With 581 Copies So Far, Reclonable Mouse Will Live Forever

Biologists have developed a new cloning technique that lets them create new clones indefinitely, and keeps the animals' normal lifespans, too.

Squeak^25

Mice from the 24th and 25th generations of cloningRIKEN

Biologists in Japan have cloned 581 mice from one original donor mouse, Livescience reported. The scientists made the mice over 25 generations of cloning; that is, from making clones from clones from clones, 25 times over.

They could probably make animal clones indefinitely, the research team wrote in a paper published last week in the journal Cell Stem Cell. Really. Check out the last sentence of their abstract: "Our results show that repeated iterative recloning is possible and suggest that, with adequately efficient techniques, it may be possible to reclone animals indefinitely."

The 581 cloned mice were made using an improved version of somatic cell nuclear transfer, the technique that created Dolly the cloned sheep in 1996. Previously, researchers using somatic nuclear cell transfer would get fewer and fewer animals every time they tried to make a clone from a clone. Eventually, they wouldn't get any new clones at all. Cloned mammals also often died sooner than their non-cloned counterparts.

The cloning team protected the mice's DNA from the genetic abnormalities they (the humans) think reduced the efficiency of previous cloning efforts.

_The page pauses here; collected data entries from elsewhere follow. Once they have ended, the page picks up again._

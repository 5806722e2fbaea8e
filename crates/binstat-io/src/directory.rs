//! Loading every histogram stored in a directory

use std::collections::BTreeMap;
use std::path::Path;

use crate::bin_entry::read_histogram;
use crate::error::{Error, Result};
use binstat_histogram::Histogram;
use tracing::{debug, info};

/// Read every bin-entry CSV in `dir`, keyed by variable name
///
/// The variable name is the file stem with `strip` (if any) removed. Each
/// histogram is named `<title>-csv-<variable>`. CSVs that are not bin-entry
/// files are skipped.
pub fn hists_from_dir(dir: impl AsRef<Path>, title: &str, strip: Option<&str>) -> Result<BTreeMap<String, Histogram>> {
    let dir = dir.as_ref();
    let pattern = Path::new(&glob::Pattern::escape(&dir.to_string_lossy())).join("*.csv");
    let mut hists = BTreeMap::new();

    for entry in glob::glob(&pattern.to_string_lossy())? {
        let path = entry?;
        let Some(stem) = path.file_stem().map(|s| s.to_string_lossy().into_owned()) else {
            continue;
        };
        let varname = match strip {
            Some(s) => stem.replace(s, ""),
            None => stem,
        };

        match read_histogram(&path) {
            Ok(hist) => {
                hists.insert(varname.clone(), hist.with_name(format!("{title}-csv-{varname}")));
            }
            Err(e) if e.is_not_histogram() => {
                debug!("skipping {}: {}", path.display(), e);
            }
            Err(e) => return Err(e),
        }
    }

    if hists.is_empty() {
        return Err(Error::NoHistograms(dir.to_path_buf()));
    }
    info!("loaded {} histograms from {}", hists.len(), dir.display());
    Ok(hists)
}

The researchers didn't lose any cloning efficiency over their 25 generations, they reported, and their cloned mice lived normal lifespans of about two years.

Cloning could help reproduce animals for farming or conservation, Sayaka Wakayama, a biologist at the RIKEN Center for Developmental Biology who led the cloning study, said in a statement. This isn't the first time Wakayama has made some big strides in cloning. He previously cloned mice from bodies of mice that had been frozen for 16 years.